Under DTC, no distinction has been made between long term capital gain
or short term capital gain. Benefits of indexation is available if investment
assets are transferred at any time after 1 year from the end of financial
year in which the assets is acquired by the person. Further no special
rates are provided for capital gains. The Capital gains shall be taxable at
normal slab rate subject to indexation benefit.
Re-investment Benefits on sale of house property
For an Individual, the long term capital gains exemption shall be
available on reinvestment of capital gains / sales proceeds in specified
investment avenues, subject to certain prescribed conditions.
An individual may invest the entire capital gains proceeds under Section
54 of the IT Act in Purchase of a another Residential house property
subject to certain conditions and can claim the exemption from long term
capital gains tax. The other investment avenue could be in the bonds
issued by National Highway Authority of India and / or Rural
Electrification Corporation subject to a maximum cap of Rs. 50 lakhs. The
investments made under section 54 & 54EC are required to be held for a
specified period of 3 years and are subject to certain conditions.
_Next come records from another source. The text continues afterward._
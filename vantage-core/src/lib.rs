//! # Vantage Core
//!
//! Scan lifecycle and phase orchestration for the Vantage web application
//! scanner.
//!
//! A [`Scanner`] owns the shared factories (request engines, crawlers, the
//! module registry and the scan model) and a single-flight lock. Each
//! [`Scan`] created from it moves through
//! `Idle -> Starting -> Crawling -> Auditing -> Completed`, or to `Cancelled`
//! from any non-terminal state, and releases every lock it took exactly once
//! when it ends.
//!
//! ## Architecture
//!
//! - [`scanner`]: engine lock authority and scan factory
//! - [`scan`]: the session, its probe and its background phase executor
//! - [`modules`]: module registry and held-set reconciliation
//! - [`discovery`]: in-memory scan model
//!
//! Transport, crawling, persistence and the modules themselves sit behind the
//! traits in [`contracts`].
#![allow(missing_docs)]

pub mod discovery;
pub mod error;
pub mod modules;
pub mod scan;
pub mod scanner;

pub use vantage_contracts as contracts;
pub use vantage_model as model;

pub use discovery::InMemoryScanModel;
pub use error::{Result, ScanError};
pub use modules::{ModuleHandle, ModuleRegistry, ModuleSet, reconcile};
pub use scan::{Scan, ScanProbe, ScanReport};
pub use scanner::{Scanner, ScannerServices};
Under DTC, deduction in respect of capital gain arising from transfer of


any investment asset shall be allowed if new investment asset (i.e.
residential house property) is purchased provided taxpayer does not own
more than 1 residential house other than new investment asset on the
date of transfer of the original investment asset.

As such, purchase of residential house property besides being one of the


inevitable requirements when properly planned can also be leveraged as
one of the efficient tax saving tool.

Implications under the Wealth Tax Act , 1957


Wealth tax is chargeable in the hands of an Individual in respect of assets
specified under the Wealth Tax Act, 1957 and one of assets covered
therein is a residential house property. However, one house or part of a
house belonging to an individual is exempt without any monetary ceiling
under section 5(vi) of the Wealth Tax Act, 1957.
Currently, wealth tax is charged at a flat rate of 1% of net wealth
exceeding Rs. 30 lakhs (surcharge and / or education cess, not
applicable).

Under DTC, the threshold limit for wealth tax purpose has been proposed
at net wealth exceeding Rs.1 Crore and chargeable at the rate of 1%.